• Task prompt:
Set down every record below exactly as it stands.

(Saved data entries)
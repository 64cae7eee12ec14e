//! Piecewise-linear keyframe curves (torque curves, tension response curves).

use serde::{Deserialize, Serialize};

/// A single `(x, y)` keyframe.
#[derive(Debug, Clone, Copy, PartialEq, Serialize, Deserialize)]
pub struct Keyframe {
    pub x: f32,
    pub y: f32,
}

/// Sorted keyframes, evaluated by linear interpolation.
///
/// Inputs left of the first key return the first value, inputs right of the
/// last key return the last value. An empty curve evaluates to `0.0`.
#[derive(Debug, Clone, PartialEq, Serialize, Deserialize)]
#[serde(from = "Vec<Keyframe>", into = "Vec<Keyframe>")]
pub struct Curve {
    keys: Vec<Keyframe>,
}

impl Curve {
    pub fn new(points: &[(f32, f32)]) -> Self {
        points
            .iter()
            .map(|&(x, y)| Keyframe { x, y })
            .collect::<Vec<_>>()
            .into()
    }

    /// Identity ramp over [0, 1].
    pub fn linear() -> Self {
        Self::new(&[(0.0, 0.0), (1.0, 1.0)])
    }

    pub fn keys(&self) -> &[Keyframe] {
        &self.keys
    }

    pub fn is_empty(&self) -> bool {
        self.keys.is_empty()
    }

    pub fn evaluate(&self, x: f32) -> f32 {
        let (Some(first), Some(last)) = (self.keys.first(), self.keys.last()) else {
            return 0.0;
        };

        if x <= first.x {
            return first.y;
        }
        if x >= last.x {
            return last.y;
        }

        for pair in self.keys.windows(2) {
            let (a, b) = (pair[0], pair[1]);
            if x <= b.x {
                let span = b.x - a.x;
                if span <= f32::EPSILON {
                    return b.y;
                }
                let t = (x - a.x) / span;
                return a.y + (b.y - a.y) * t;
            }
        }

        last.y
    }
}

impl From<Vec<Keyframe>> for Curve {
    fn from(mut keys: Vec<Keyframe>) -> Self {
        keys.retain(|k| k.x.is_finite() && k.y.is_finite());
        keys.sort_by(|a, b| a.x.total_cmp(&b.x));
        Self { keys }
    }
}

impl From<Curve> for Vec<Keyframe> {
    fn from(curve: Curve) -> Self {
        curve.keys
    }
}

#[inline]
pub fn lerp(a: f32, b: f32, t: f32) -> f32 {
    a + (b - a) * t
}

#[inline]
pub fn clamp01(v: f32) -> f32 {
    if v.is_nan() { 0.0 } else { v.clamp(0.0, 1.0) }
}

• Your response:
repository 64cae7eee12ec14e
//! Piecewise-linear keyframe curves (torque curves, tension response curves).

use serde::{Deserialize, Serialize};

/// A single `(x, y)` keyframe.
#[derive(Debug, Clone, Copy, PartialEq, Serialize, Deserialize)]
pub struct Keyframe {
    pub x: f32,
    pub y: f32,
}

/// Sorted keyframes, evaluated by linear interpolation.
///
/// Inputs left of the first key return the first value, inputs right of the
/// last key return the last value. An empty curve evaluates to `0.0`.
#[derive(Debug, Clone, PartialEq, Serialize, Deserialize)]
#[serde(from = "Vec<Keyframe>", into = "Vec<Keyframe>")]
pub struct Curve {
    keys: Vec<Keyframe>,
}

impl Curve {
    pub fn new(points: &[(f32, f32)]) -> Self {
        points
            .iter()
            .map(|&(x, y)| Keyframe { x, y })
            .collect::<Vec<_>>()
            .into()
    }

    /// Identity ramp over [0, 1].
    pub fn linear() -> Self {
        Self::new(&[(0.0, 0.0), (1.0, 1.0)])
    }

    pub fn keys(&self) -> &[Keyframe] {
        &self.keys
    }

    pub fn is_empty(&self) -> bool {
        self.keys.is_empty()
    }

    pub fn evaluate(&self, x: f32) -> f32 {
        let (Some(first), Some(last)) = (self.keys.first(), self.keys.last()) else {
            return 0.0;
        };

        if x <= first.x {
            return first.y;
        }
        if x >= last.x {
            return last.y;
        }

        for pair in self.keys.windows(2) {
            let (a, b) = (pair[0], pair[1]);
            if x <= b.x {
                let span = b.x - a.x;
                if span <= f32::EPSILON {
                    return b.y;
                }
                let t = (x - a.x) / span;
                return a.y + (b.y - a.y) * t;
            }
        }

        last.y
    }
}

impl From<Vec<Keyframe>> for Curve {
    fn from(mut keys: Vec<Keyframe>) -> Self {
        keys.retain(|k| k.x.is_finite() && k.y.is_finite());
        keys.sort_by(|a, b| a.x.total_cmp(&b.x));
        Self { keys }
    }
}

impl From<Curve> for Vec<Keyframe> {
    fn from(curve: Curve) -> Self {
        curve.keys
    }
}

#[inline]
pub fn lerp(a: f32, b: f32, t: f32) -> f32 {
    a + (b - a) * t
}

#[inline]
pub fn clamp01(v: f32) -> f32 {
    if v.is_nan() { 0.0 } else { v.clamp(0.0, 1.0) }
}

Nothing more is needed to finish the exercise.